Excerpted records -

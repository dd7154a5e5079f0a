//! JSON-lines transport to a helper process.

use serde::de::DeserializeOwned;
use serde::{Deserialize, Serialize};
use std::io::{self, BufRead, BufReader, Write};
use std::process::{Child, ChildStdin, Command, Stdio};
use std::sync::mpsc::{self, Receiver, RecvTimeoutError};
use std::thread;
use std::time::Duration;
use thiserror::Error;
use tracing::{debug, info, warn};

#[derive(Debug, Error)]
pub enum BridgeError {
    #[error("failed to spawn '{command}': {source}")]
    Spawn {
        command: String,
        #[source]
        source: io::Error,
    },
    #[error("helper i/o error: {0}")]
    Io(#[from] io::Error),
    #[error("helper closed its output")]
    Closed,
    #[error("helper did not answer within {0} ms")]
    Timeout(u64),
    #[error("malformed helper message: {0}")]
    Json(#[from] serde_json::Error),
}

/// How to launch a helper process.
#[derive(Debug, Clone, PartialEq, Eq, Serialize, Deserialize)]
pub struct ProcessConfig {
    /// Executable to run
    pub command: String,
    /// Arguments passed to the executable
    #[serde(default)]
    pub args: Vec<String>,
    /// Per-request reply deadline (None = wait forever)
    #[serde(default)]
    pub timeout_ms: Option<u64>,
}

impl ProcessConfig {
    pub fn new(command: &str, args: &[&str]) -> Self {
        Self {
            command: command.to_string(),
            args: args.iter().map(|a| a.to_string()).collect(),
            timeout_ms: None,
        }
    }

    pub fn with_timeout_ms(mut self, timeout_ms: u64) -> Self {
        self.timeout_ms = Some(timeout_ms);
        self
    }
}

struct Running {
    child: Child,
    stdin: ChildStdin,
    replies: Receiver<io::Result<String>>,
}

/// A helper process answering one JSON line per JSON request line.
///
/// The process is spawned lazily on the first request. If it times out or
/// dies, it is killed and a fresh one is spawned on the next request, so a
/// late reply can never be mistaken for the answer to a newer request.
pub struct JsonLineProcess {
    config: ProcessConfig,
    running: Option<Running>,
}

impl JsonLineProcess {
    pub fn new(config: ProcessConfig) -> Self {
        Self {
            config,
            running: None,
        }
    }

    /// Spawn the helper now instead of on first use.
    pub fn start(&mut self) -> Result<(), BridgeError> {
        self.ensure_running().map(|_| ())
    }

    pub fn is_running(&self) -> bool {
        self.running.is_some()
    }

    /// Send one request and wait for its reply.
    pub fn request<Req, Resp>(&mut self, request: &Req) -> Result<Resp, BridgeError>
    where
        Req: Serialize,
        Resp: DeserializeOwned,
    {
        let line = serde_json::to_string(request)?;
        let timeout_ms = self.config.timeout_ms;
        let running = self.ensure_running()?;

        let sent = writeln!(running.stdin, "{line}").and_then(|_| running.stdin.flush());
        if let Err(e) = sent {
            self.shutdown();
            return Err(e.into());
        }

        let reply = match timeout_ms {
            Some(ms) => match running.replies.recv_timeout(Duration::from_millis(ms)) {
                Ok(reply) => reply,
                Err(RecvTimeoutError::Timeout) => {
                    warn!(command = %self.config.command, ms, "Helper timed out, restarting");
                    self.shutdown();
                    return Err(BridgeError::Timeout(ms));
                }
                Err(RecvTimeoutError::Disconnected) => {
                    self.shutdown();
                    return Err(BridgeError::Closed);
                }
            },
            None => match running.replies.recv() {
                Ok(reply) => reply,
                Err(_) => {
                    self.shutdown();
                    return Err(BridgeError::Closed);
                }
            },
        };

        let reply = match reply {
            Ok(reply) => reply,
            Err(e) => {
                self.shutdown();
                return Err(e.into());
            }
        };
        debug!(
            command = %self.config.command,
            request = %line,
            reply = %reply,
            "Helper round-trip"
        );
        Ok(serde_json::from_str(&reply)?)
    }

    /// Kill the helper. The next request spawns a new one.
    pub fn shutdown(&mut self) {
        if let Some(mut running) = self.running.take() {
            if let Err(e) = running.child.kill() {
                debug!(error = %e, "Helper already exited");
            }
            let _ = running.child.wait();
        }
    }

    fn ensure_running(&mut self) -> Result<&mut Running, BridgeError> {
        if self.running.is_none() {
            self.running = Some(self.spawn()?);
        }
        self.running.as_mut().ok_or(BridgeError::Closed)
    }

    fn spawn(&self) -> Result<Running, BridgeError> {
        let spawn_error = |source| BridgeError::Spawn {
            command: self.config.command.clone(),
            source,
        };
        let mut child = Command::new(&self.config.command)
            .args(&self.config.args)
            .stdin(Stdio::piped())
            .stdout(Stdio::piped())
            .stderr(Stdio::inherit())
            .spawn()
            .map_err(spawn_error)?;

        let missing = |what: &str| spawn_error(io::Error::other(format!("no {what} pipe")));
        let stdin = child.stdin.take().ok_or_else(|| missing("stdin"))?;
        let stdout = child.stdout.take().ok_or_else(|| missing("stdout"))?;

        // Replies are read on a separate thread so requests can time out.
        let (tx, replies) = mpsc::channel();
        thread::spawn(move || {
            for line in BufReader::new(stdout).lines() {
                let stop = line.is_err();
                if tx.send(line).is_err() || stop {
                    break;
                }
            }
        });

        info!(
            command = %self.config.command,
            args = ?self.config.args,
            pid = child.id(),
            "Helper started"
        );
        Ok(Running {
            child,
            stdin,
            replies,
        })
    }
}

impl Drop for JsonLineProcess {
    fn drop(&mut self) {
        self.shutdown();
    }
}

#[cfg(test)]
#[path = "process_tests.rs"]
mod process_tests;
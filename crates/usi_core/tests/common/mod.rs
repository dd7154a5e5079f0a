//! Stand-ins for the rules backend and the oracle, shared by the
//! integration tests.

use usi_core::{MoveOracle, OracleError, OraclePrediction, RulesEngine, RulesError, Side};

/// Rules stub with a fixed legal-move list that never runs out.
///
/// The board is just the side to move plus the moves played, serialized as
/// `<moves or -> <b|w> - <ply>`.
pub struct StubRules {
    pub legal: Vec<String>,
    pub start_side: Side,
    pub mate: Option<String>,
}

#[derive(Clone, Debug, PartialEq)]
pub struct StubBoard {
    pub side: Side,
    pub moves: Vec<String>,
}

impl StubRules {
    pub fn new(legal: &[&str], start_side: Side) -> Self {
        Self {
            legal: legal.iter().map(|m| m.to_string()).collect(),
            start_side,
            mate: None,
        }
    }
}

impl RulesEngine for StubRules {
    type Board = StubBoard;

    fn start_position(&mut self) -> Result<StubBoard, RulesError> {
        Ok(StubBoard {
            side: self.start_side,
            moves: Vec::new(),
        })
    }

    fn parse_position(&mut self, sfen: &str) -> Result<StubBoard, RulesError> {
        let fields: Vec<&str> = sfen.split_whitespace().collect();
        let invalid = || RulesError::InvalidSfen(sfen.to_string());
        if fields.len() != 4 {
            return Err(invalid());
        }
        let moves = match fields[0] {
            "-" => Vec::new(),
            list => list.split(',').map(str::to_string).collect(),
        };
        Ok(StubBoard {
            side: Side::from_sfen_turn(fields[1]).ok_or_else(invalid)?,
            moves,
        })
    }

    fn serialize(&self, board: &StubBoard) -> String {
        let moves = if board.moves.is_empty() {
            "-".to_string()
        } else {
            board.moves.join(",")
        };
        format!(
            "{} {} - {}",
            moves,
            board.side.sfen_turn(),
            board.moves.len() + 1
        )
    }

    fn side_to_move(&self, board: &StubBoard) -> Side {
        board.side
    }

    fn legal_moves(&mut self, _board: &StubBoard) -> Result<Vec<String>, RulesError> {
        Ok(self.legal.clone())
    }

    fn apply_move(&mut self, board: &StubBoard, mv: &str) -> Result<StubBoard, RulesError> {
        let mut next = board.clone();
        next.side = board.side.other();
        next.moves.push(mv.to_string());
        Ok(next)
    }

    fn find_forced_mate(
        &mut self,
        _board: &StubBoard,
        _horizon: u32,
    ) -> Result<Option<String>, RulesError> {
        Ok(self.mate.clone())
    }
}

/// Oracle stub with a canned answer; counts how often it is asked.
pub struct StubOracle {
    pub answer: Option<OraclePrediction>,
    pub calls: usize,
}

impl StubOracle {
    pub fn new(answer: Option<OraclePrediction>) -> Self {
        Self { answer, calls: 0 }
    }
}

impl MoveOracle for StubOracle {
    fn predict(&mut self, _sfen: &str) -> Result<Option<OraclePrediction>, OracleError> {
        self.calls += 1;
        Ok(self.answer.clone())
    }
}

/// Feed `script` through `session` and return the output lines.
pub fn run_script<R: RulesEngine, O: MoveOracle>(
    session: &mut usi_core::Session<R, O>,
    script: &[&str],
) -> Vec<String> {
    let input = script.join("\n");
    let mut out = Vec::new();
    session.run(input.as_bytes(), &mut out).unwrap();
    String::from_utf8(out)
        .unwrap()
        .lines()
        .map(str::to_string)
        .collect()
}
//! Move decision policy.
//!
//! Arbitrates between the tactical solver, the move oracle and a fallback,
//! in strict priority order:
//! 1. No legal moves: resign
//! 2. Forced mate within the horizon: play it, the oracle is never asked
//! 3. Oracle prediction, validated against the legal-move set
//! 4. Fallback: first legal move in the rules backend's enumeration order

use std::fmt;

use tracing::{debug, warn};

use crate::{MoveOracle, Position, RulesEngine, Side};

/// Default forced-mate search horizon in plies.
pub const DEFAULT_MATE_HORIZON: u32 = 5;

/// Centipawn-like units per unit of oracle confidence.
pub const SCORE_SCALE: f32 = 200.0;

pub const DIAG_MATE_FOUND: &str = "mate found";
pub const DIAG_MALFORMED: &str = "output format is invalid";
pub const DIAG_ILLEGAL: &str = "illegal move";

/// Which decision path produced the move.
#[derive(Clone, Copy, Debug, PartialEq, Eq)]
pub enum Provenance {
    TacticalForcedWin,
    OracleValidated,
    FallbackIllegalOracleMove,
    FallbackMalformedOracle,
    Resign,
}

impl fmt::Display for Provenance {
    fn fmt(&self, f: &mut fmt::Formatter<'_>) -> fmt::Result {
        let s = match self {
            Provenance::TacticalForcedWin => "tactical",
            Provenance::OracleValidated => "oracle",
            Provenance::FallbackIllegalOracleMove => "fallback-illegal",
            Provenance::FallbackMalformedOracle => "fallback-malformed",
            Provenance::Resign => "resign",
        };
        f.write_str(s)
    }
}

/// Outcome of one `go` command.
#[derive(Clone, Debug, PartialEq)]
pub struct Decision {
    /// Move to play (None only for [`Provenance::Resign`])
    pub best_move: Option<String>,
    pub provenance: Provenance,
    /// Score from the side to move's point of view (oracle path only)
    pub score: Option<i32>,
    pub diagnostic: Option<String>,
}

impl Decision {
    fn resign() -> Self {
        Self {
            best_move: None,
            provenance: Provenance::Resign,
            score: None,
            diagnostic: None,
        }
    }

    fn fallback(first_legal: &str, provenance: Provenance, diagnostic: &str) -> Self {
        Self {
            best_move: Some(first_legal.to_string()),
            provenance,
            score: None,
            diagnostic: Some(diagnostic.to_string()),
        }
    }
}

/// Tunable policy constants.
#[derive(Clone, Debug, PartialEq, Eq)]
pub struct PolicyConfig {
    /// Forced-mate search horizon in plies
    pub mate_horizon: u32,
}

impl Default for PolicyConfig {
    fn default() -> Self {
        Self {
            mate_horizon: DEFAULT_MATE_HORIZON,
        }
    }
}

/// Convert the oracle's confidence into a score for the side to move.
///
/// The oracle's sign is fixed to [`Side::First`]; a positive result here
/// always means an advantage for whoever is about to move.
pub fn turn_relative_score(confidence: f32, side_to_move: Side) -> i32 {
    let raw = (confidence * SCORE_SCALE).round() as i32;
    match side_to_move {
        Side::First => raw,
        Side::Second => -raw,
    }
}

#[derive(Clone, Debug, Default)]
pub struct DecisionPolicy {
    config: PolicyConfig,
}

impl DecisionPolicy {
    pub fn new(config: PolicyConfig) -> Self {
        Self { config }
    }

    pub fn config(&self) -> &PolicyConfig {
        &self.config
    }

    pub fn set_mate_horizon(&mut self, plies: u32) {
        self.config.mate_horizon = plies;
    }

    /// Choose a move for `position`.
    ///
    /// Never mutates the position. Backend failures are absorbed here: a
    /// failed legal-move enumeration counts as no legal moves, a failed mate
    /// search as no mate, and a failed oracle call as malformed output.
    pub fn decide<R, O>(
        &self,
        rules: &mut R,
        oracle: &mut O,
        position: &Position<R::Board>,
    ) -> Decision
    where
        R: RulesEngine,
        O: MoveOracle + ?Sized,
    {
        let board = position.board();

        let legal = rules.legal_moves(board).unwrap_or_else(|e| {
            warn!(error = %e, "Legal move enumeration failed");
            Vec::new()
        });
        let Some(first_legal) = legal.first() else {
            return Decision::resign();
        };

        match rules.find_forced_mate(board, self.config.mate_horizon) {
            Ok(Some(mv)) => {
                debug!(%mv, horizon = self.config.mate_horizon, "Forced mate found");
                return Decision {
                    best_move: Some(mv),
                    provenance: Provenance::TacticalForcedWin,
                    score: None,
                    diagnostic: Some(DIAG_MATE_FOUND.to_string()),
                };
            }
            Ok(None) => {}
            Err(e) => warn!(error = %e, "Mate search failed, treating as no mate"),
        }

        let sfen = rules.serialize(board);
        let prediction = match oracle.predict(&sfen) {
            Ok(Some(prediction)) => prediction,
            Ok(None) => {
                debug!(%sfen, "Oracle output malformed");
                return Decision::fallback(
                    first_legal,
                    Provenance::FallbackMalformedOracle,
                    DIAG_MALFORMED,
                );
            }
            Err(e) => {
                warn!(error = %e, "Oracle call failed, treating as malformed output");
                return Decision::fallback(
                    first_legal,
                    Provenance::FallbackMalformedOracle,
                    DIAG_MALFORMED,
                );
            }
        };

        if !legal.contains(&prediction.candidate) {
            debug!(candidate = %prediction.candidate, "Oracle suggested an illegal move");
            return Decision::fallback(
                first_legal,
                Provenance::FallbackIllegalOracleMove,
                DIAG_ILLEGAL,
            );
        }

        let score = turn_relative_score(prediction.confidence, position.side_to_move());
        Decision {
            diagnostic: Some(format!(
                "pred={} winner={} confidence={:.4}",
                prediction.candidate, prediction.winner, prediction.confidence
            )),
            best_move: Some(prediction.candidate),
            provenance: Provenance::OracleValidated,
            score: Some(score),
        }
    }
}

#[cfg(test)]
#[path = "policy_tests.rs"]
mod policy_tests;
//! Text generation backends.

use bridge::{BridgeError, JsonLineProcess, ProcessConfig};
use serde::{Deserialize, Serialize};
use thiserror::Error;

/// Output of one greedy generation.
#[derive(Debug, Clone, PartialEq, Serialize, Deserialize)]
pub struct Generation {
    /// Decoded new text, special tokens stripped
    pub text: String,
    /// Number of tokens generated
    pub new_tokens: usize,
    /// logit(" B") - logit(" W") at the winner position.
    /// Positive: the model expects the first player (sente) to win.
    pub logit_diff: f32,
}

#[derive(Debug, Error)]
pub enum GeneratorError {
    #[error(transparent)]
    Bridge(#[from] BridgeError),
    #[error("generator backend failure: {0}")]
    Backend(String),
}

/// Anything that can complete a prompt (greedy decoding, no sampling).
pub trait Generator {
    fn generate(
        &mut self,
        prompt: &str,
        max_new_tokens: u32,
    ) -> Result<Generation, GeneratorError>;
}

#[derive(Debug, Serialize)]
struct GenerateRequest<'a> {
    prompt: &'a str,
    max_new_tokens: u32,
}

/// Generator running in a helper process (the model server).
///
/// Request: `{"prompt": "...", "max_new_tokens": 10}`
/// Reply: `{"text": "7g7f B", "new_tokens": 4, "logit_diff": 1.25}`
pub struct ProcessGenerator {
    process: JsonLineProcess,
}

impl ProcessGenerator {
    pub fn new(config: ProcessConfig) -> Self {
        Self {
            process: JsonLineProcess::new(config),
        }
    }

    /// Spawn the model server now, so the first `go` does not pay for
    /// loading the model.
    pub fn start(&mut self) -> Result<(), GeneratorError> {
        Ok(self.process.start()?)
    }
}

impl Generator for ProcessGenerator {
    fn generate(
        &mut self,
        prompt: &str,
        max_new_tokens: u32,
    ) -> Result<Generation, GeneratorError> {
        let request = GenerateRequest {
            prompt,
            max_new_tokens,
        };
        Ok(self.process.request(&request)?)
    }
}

Activity - The lines from the top of the data above down to the line containing "on first use." are to be copied exactly; no other line should appear.

Reply -
repository dd7154a5e5079f0a
//! JSON-lines transport to a helper process.

use serde::de::DeserializeOwned;
use serde::{Deserialize, Serialize};
use std::io::{self, BufRead, BufReader, Write};
use std::process::{Child, ChildStdin, Command, Stdio};
use std::sync::mpsc::{self, Receiver, RecvTimeoutError};
use std::thread;
use std::time::Duration;
use thiserror::Error;
use tracing::{debug, info, warn};

#[derive(Debug, Error)]
pub enum BridgeError {
    #[error("failed to spawn '{command}': {source}")]
    Spawn {
        command: String,
        #[source]
        source: io::Error,
    },
    #[error("helper i/o error: {0}")]
    Io(#[from] io::Error),
    #[error("helper closed its output")]
    Closed,
    #[error("helper did not answer within {0} ms")]
    Timeout(u64),
    #[error("malformed helper message: {0}")]
    Json(#[from] serde_json::Error),
}

/// How to launch a helper process.
#[derive(Debug, Clone, PartialEq, Eq, Serialize, Deserialize)]
pub struct ProcessConfig {
    /// Executable to run
    pub command: String,
    /// Arguments passed to the executable
    #[serde(default)]
    pub args: Vec<String>,
    /// Per-request reply deadline (None = wait forever)
    #[serde(default)]
    pub timeout_ms: Option<u64>,
}

impl ProcessConfig {
    pub fn new(command: &str, args: &[&str]) -> Self {
        Self {
            command: command.to_string(),
            args: args.iter().map(|a| a.to_string()).collect(),
            timeout_ms: None,
        }
    }

    pub fn with_timeout_ms(mut self, timeout_ms: u64) -> Self {
        self.timeout_ms = Some(timeout_ms);
        self
    }
}

struct Running {
    child: Child,
    stdin: ChildStdin,
    replies: Receiver<io::Result<String>>,
}

/// A helper process answering one JSON line per JSON request line.
///
/// The process is spawned lazily on the first request. If it times out or
/// dies, it is killed and a fresh one is spawned on the next request, so a
/// late reply can never be mistaken for the answer to a newer request.
pub struct JsonLineProcess {
    config: ProcessConfig,
    running: Option<Running>,
}

impl JsonLineProcess {
    pub fn new(config: ProcessConfig) -> Self {
        Self {
            config,
            running: None,
        }
    }

    /// Spawn the helper now instead of on first use.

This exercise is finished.